One of the barns I know gets the big metal feeders and welds bars across the top to slow her horses down. Seems to work for them


----------



## DrumRunner

Ohh..I haven't thought about that..I need to try that for Hickory. He always eats fast and then tries to steal Lark's feed..


----------



## EquestrianCowgirl4

Koolio said:


> I've made...
> 
> ...a bit warmer out of a scoop of rice and some leftover fleece material. Place it in the microwave for 1 min and voila, a small hot beanbag to warm the bit. My cost = $0
> 
> ...4 saddle racks out of an 8' 4x4 some rings and some hooks. It can be unhooked to hang down against the wall or removed when not in use. My cost less than $15 for 4 racks
> 
> ...blanket bars out of some rope, 3' lengths of 1.5" pvc pipe (I used these for agility poles for my dogs too), some wall screws with eyelets and quick clasps (carabiners). They work great and cost me less than $15 for 4 blanket bars.
> 
> ... 3 sets of jump standards using for each set: 1 x 8' 4x4, 2 x 8' 2x4's (I used some old ones that were lying around and leftovers from our yard fence), jump cups and some screws. I also bought 6 12' round poles to go with them. It cost me around $50 in materials to build 3 functioning sets of jumps with standards.
> 
> Hubby has made a leather breast collar, leather saddle bags and a leather crupper for his Aussie saddle.
> 
> Although I am not much of a seamstress, I also wash and sew all my own blankets rather than send them out for cleaning and repair. Once I they are beyond my ability to repair them, it is time for new ones. This is the 4th or 5th winter I have had and used some of my turnout blankets, and they weren't terribly expensive to begin with.

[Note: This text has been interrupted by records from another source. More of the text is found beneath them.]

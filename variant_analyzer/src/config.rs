//! Runtime configuration, read from a JSON file with every field defaulted.
//!
//! ```json
//! {
//!   "ucsc_base_url": "https://api.genome.ucsc.edu",
//!   "window_size": 8192,
//!   "calibration": {"threshold": -0.0009178519, "lof_std": 0.0015140239, "func_std": 0.0009016589},
//!   "scorer": {"python": "python3", "script": "scripts/evo2_worker.py", "model_name": "evo2_7b"},
//!   "server": {"bind": "0.0.0.0:8000"},
//!   "batch": {"limit": 500, "header_row": 2}
//! }
//! ```

use std::fs::File;
use std::io::BufReader;
use std::path::{Path, PathBuf};

use serde::{Deserialize, Serialize};
use tracing::info;

use sequence_retriever::{DEFAULT_WINDOW_SIZE, UCSC_API_URL};

use crate::error::Result;
use crate::helper_functions::project_root;
use crate::models::CalibrationParams;

pub const CONFIG_FILE_NAME: &str = "variant_analyzer.json";

#[derive(Debug, Clone, PartialEq, Serialize, Deserialize)]
#[serde(default)]
pub struct AnalyzerConfig {
    pub ucsc_base_url: String,
    pub window_size: u64,
    pub calibration: CalibrationParams,
    pub scorer: ScorerConfig,
    pub server: ServerConfig,
    pub batch: BatchConfig,
}

impl Default for AnalyzerConfig {
    fn default() -> Self {
        Self {
            ucsc_base_url: UCSC_API_URL.to_string(),
            window_size: DEFAULT_WINDOW_SIZE,
            calibration: CalibrationParams::default(),
            scorer: ScorerConfig::default(),
            server: ServerConfig::default(),
            batch: BatchConfig::default(),
        }
    }
}

#[derive(Debug, Clone, PartialEq, Serialize, Deserialize)]
#[serde(default)]
pub struct ScorerConfig {
    /// Interpreter name looked up on `PATH`, or an explicit path.
    pub python: String,
    pub script: PathBuf,
    pub model_name: String,
}

impl Default for ScorerConfig {
    fn default() -> Self {
        Self {
            python: "python3".to_string(),
            script: project_root().join("scripts/evo2_worker.py"),
            model_name: "evo2_7b".to_string(),
        }
    }
}

#[derive(Debug, Clone, PartialEq, Serialize, Deserialize)]
#[serde(default)]
pub struct ServerConfig {
    pub bind: String,
}

impl Default for ServerConfig {
    fn default() -> Self {
        Self {
            bind: "0.0.0.0:8000".to_string(),
        }
    }
}

#[derive(Debug, Clone, PartialEq, Serialize, Deserialize)]
#[serde(default)]
pub struct BatchConfig {
    /// Rows of the labelled table used for calibration.
    pub limit: usize,
    /// 0-indexed worksheet row holding the column names.
    pub header_row: usize,
}

impl Default for BatchConfig {
    fn default() -> Self {
        Self {
            limit: 500,
            header_row: 2,
        }
    }
}

impl AnalyzerConfig {
    pub fn from_path(path: impl AsRef<Path>) -> Result<Self> {
        let path = path.as_ref();
        let config: AnalyzerConfig = serde_json::from_reader(BufReader::new(File::open(path)?))?;
        config.calibration.validate()?;
        info!("Loaded configuration from {}", path.display());
        Ok(config)
    }

    /// Explicit path first, then `$PROJECT_ROOT/variant_analyzer.json`, then defaults.
    pub fn load(explicit: Option<&Path>) -> Result<Self> {
        if let Some(path) = explicit {
            return Self::from_path(path);
        }
        let fallback = project_root().join(CONFIG_FILE_NAME);
        if fallback.exists() {
            return Self::from_path(fallback);
        }
        info!("No configuration file found, using defaults");
        Ok(Self::default())
    }
}

#[cfg(test)]
mod tests {
    use super::*;
    use std::io::Write;
    use crate::error::AnalyzerError;

    #[test]
    fn partial_file_keeps_defaults() {
        let mut file = tempfile::NamedTempFile::new().unwrap();
        write!(
            file,
            r#"{{"window_size": 4097, "calibration": {{"threshold": -0.002, "lof_std": 0.1, "func_std": 0.2}}}}"#
        )
        .unwrap();

        let config = AnalyzerConfig::from_path(file.path()).unwrap();
        assert_eq!(config.window_size, 4097);
        assert_eq!(config.calibration.threshold, -0.002);
        assert_eq!(config.ucsc_base_url, UCSC_API_URL);
        assert_eq!(config.scorer.model_name, "evo2_7b");
        assert_eq!(config.batch, BatchConfig::default());
    }

    #[test]
    fn unusable_calibration_block_is_refused_on_load() {
        let mut file = tempfile::NamedTempFile::new().unwrap();
        write!(
            file,
            r#"{{"calibration": {{"threshold": -0.002, "lof_std": -0.1, "func_std": 0.2}}}}"#
        )
        .unwrap();
        assert!(matches!(
            AnalyzerConfig::from_path(file.path()),
            Err(AnalyzerError::Calibration(_))
        ));
    }

    #[test]
    fn defaults_match_baked_constants() {
        let config = AnalyzerConfig::default();
        assert_eq!(config.window_size, 8192);
        assert_eq!(config.calibration.threshold, -0.0009178519);
        assert_eq!(config.calibration.lof_std, 0.0015140239);
        assert_eq!(config.calibration.func_std, 0.0009016589);
    }

    #[test]
    fn missing_explicit_file_is_an_error() {
        assert!(AnalyzerConfig::load(Some(Path::new("/nonexistent/variant_analyzer.json"))).is_err());
    }
}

Thanks for the idea I am so making a bit warmer!!!!!


----------



## EquestrianCowgirl4

I made 3 standered!
Just used some wood, pvc pipes, and I just put foam that goes around pipes around the pvc just for some cusion my horse hits it. 
Than I just spray painted it. It was only 14-16 dollors each!
They work great!


----------



## Koolio

DrumRunner said:


> I've made my own lead ropes and lunge lines...Go to Home Depot and buy some of their nylon rope, that is the exact same thing as the other lead ropes out there, go a few isles over and they have clips..You can make multiple leads and lunge lines for cheap.


How do you attach the clips?


----------



## Koolio

EquestrianCowgirl4 said:


> I made 3 standered!
> Just used some wood, pvc pipes, and I just put foam that goes around pipes around the pvc just for some cusion my horse hits it.
> Than I just spray painted it. It was only 14-16 dollors each!
> They work great!


Great idea! How does the PVC pipe work? Do you fill them with anything so they don't bounce around? Do they splinter on impact at all?


----------



## Lockwood

Take the rope end and thread it through the snap bottom for the halter, then fold it back along itself and use pliers to attach this clamp. 
I just bought some of them from TSC to make some leads with. They have little grippy teeth on the inside that clamps into the rope. 
Because those fancy long "clinician" lead ropes are really expensive I'm trying to make my own.
(pic in next post, it went wonky in this one)


----------



## Lockwood

Here it is...


----------



## EquestrianCowgirl4

Koolio said:


> Great idea! How does the PVC pipe work? Do you fill them with anything so they don't bounce around? Do they splinter on impact at all?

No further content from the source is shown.